American businessman (1938–2022)

John V. Roach (November 22, 1938 – March 20, 2022) was an American executive. He was one of the early proponents of the personal computer, launching the Tandy TRS-80.

== Early life and education ==
John Vinson Roach II was born on November 22, 1938, in Stamford, Texas, and moved to Fort Worth at the age of four. His mother, Agnes Margaret Roach nee Handon, was a nurse and his father owned a grocery store in Fort Worth.

Roach graduated from Amon Carter Riverside High School in 1957 and then studied physics and mathematics at Texas Christian University and earned a bachelor’s degree in business administration in 1961. After working for two years at the Navy’s Pacific Missile Range Facility in Hawaii, he returned to the university and earned a master’s in business administration in 1965. He also started experimenting with mainframes in college.

== Career ==
In 1967, he joined the Tandy Corporation, a conglomerate that owned Radioshack, as a data processing manager. In the following years, he played a key role in the company’s decision to venture into the budding personal computer market.

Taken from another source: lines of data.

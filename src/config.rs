use std::collections::HashSet;
use std::path::{Path, PathBuf};

use anyhow::{bail, Context, Result};
use serde::Deserialize;

use crate::features::{NormalizationPolicy, NormalizeMethod};
use crate::index::RescaleWindow;
use crate::indicator::Window;
use crate::model::Direction;
use crate::scenario::ShockCoefficients;

pub const DEFAULT_CONFIG_PATH: &str = "config/default.toml";
pub const CONFIG_PATH_ENV: &str = "MA_HEALTH_CONFIG";

#[derive(Debug, Clone, Deserialize)]
pub struct Config {
    pub normalize: NormalizeConfig,
    #[serde(default)]
    pub scale: ScaleConfig,
    #[serde(default)]
    pub forecast: ForecastConfig,
    #[serde(default)]
    pub scenario: ShockCoefficients,
    pub buckets: Vec<BucketConfig>,
    #[serde(default)]
    pub logging: LoggingConfig,
}

#[derive(Debug, Clone, Deserialize)]
#[serde(untagged)]
pub enum WindowSetting {
    Periods(usize),
    Named(String),
}

#[derive(Debug, Clone, Deserialize)]
pub struct NormalizeConfig {
    pub method: NormalizeMethod,
    pub window: WindowSetting,
    pub clip_z: f64,
    #[serde(default = "default_normalize_min_periods")]
    pub min_periods: usize,
}

#[derive(Debug, Clone, Deserialize)]
pub struct ScaleConfig {
    #[serde(default = "default_scale_window")]
    pub window_months: usize,
    #[serde(default = "default_scale_min_periods")]
    pub min_periods: usize,
    #[serde(default = "default_neutral")]
    pub neutral: f64,
}

#[derive(Debug, Clone, Deserialize)]
pub struct ForecastConfig {
    #[serde(default = "default_horizon")]
    pub horizon: usize,
    #[serde(default = "default_max_order")]
    pub max_order: usize,
    #[serde(default = "default_fallback_order")]
    pub fallback_order: usize,
    #[serde(default = "default_band_base")]
    pub band_base: f64,
    #[serde(default = "default_band_slope")]
    pub band_slope: f64,
    #[serde(default = "default_fallback_band")]
    pub fallback_band: f64,
}

#[derive(Debug, Clone, Deserialize)]
pub struct BucketConfig {
    pub name: String,
    pub weight: f64,
    pub series: Vec<SeriesConfig>,
}

#[derive(Debug, Clone, Deserialize)]
pub struct SeriesConfig {
    pub id: String,
    #[serde(default)]
    pub name: String,
    pub direction: Direction,
}

impl SeriesConfig {
    pub fn display_name(&self) -> &str {
        if self.name.trim().is_empty() {
            &self.id
        } else {
            &self.name
        }
    }
}

#[derive(Debug, Clone, Deserialize)]
pub struct LoggingConfig {
    pub level: String,
}

fn default_normalize_min_periods() -> usize {
    24
}

fn default_scale_window() -> usize {
    120
}

fn default_scale_min_periods() -> usize {
    60
}

fn default_neutral() -> f64 {
    50.0
}

fn default_horizon() -> usize {
    12
}

fn default_max_order() -> usize {
    12
}

fn default_fallback_order() -> usize {
    4
}

fn default_band_base() -> f64 {
    2.0
}

fn default_band_slope() -> f64 {
    0.5
}

fn default_fallback_band() -> f64 {
    5.0
}

impl Default for ScaleConfig {
    fn default() -> Self {
        Self {
            window_months: default_scale_window(),
            min_periods: default_scale_min_periods(),
            neutral: default_neutral(),
        }
    }
}

impl Default for ForecastConfig {
    fn default() -> Self {
        Self {
            horizon: default_horizon(),
            max_order: default_max_order(),
            fallback_order: default_fallback_order(),
            band_base: default_band_base(),
            band_slope: default_band_slope(),
            fallback_band: default_fallback_band(),
        }
    }
}

impl Default for LoggingConfig {
    fn default() -> Self {
        Self {
            level: "info".to_string(),
        }
    }
}

/// Parse a normalization window: `"expanding"` or a positive period count.
pub fn parse_normalize_window(s: &str) -> Result<Window> {
    let trimmed = s.trim();
    if trimmed.eq_ignore_ascii_case("expanding") {
        return Ok(Window::Expanding);
    }
    let n: usize = trimmed.parse().with_context(|| {
        format!(
            "invalid normalize window '{}': expected 'expanding' or a positive integer",
            s
        )
    })?;
    if n == 0 {
        bail!("invalid normalize window '{}': period must be > 0", s);
    }
    Ok(Window::Rolling(n))
}

impl NormalizeConfig {
    pub fn window(&self) -> Result<Window> {
        match &self.window {
            WindowSetting::Periods(0) => bail!("normalize.window must be > 0"),
            WindowSetting::Periods(n) => Ok(Window::Rolling(*n)),
            WindowSetting::Named(s) => parse_normalize_window(s),
        }
    }
}

impl Config {
    /// Load from `MA_HEALTH_CONFIG` or `config/default.toml`.
    pub fn load() -> Result<Self> {
        dotenvy::dotenv().ok();
        let path = std::env::var(CONFIG_PATH_ENV)
            .map(PathBuf::from)
            .unwrap_or_else(|_| PathBuf::from(DEFAULT_CONFIG_PATH));
        Self::load_from(&path)
    }

    pub fn load_from(path: &Path) -> Result<Self> {
        let config_str = std::fs::read_to_string(path)
            .with_context(|| format!("failed to read {}", path.display()))?;
        Self::from_toml_str(&config_str)
            .with_context(|| format!("failed to load {}", path.display()))
    }

    pub fn from_toml_str(s: &str) -> Result<Self> {
        let config: Config = toml::from_str(s).context("failed to parse config TOML")?;
        config.validate()?;
        Ok(config)
    }

    pub fn validate(&self) -> Result<()> {
        if self.buckets.is_empty() {
            bail!("at least one [[buckets]] entry is required");
        }
        let mut seen = HashSet::new();
        for bucket in &self.buckets {
            let key = bucket.name.trim().to_ascii_lowercase();
            if key.is_empty() {
                bail!("bucket name must not be empty");
            }
            if !seen.insert(key) {
                bail!("duplicate bucket '{}'", bucket.name);
            }
            if !bucket.weight.is_finite() {
                bail!("bucket '{}' has a non-finite weight", bucket.name);
            }
            if bucket.series.is_empty() {
                bail!("bucket '{}' has no series", bucket.name);
            }
        }

        self.normalize
            .window()
            .context("normalize.window is invalid")?;
        if !(self.normalize.clip_z.is_finite() && self.normalize.clip_z > 0.0) {
            bail!("normalize.clip_z must be > 0");
        }
        if self.normalize.min_periods == 0 {
            bail!("normalize.min_periods must be > 0");
        }

        if self.scale.window_months == 0 || self.scale.min_periods == 0 {
            bail!("scale.window_months and scale.min_periods must be > 0");
        }
        if self.scale.min_periods > self.scale.window_months {
            bail!(
                "scale.min_periods ({}) exceeds scale.window_months ({})",
                self.scale.min_periods,
                self.scale.window_months
            );
        }

        if self.forecast.horizon == 0 {
            bail!("forecast.horizon must be > 0");
        }
        if self.forecast.max_order == 0 || self.forecast.fallback_order == 0 {
            bail!("forecast.max_order and forecast.fallback_order must be > 0");
        }
        Ok(())
    }

    pub fn normalization_policy(&self) -> Result<NormalizationPolicy> {
        Ok(NormalizationPolicy {
            method: self.normalize.method,
            window: self.normalize.window()?,
            clip: self.normalize.clip_z,
            min_periods: self.normalize.min_periods,
        })
    }

    pub fn rescale_window(&self) -> RescaleWindow {
        RescaleWindow {
            window: self.scale.window_months,
            min_periods: self.scale.min_periods,
        }
    }

    pub fn bucket_weights(&self) -> Vec<(String, f64)> {
        self.buckets
            .iter()
            .map(|b| (b.name.clone(), b.weight))
            .collect()
    }
}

In January 1977, he presented the original TRS-80 prototype to Tandy’s CEO Charles Tandy and Radioshack’s president Lewis Kornfeld. At just under $600, the TRS-80 quickly became the best-selling personal computer on the market. To write the software code for the TRS-80, Tandy hired eventual Microsoft co-founders Bill Gates and Paul Allen.

Roach became RadioShack’s executive vice president in 1978. Tandy's computer success helped Roach become CEO in 1981. In 1983 he was named chief executive and chairman of Tandy, two positions he held until 1999. After leaving Tandy, Roach briefly served as CEO of Justin Industries before retiring.

In the 1990s, Roach also served as chairman of Texas Christian University’s board of trustees. In this role, he helped to double the university’s endowment to more than $1 billion and built a technology center. In 2007, the John V. Roach Honors College was endowed in his honor at Texas Christian University.

== Personal life ==
Roach died on March 20, 2022 at age 83.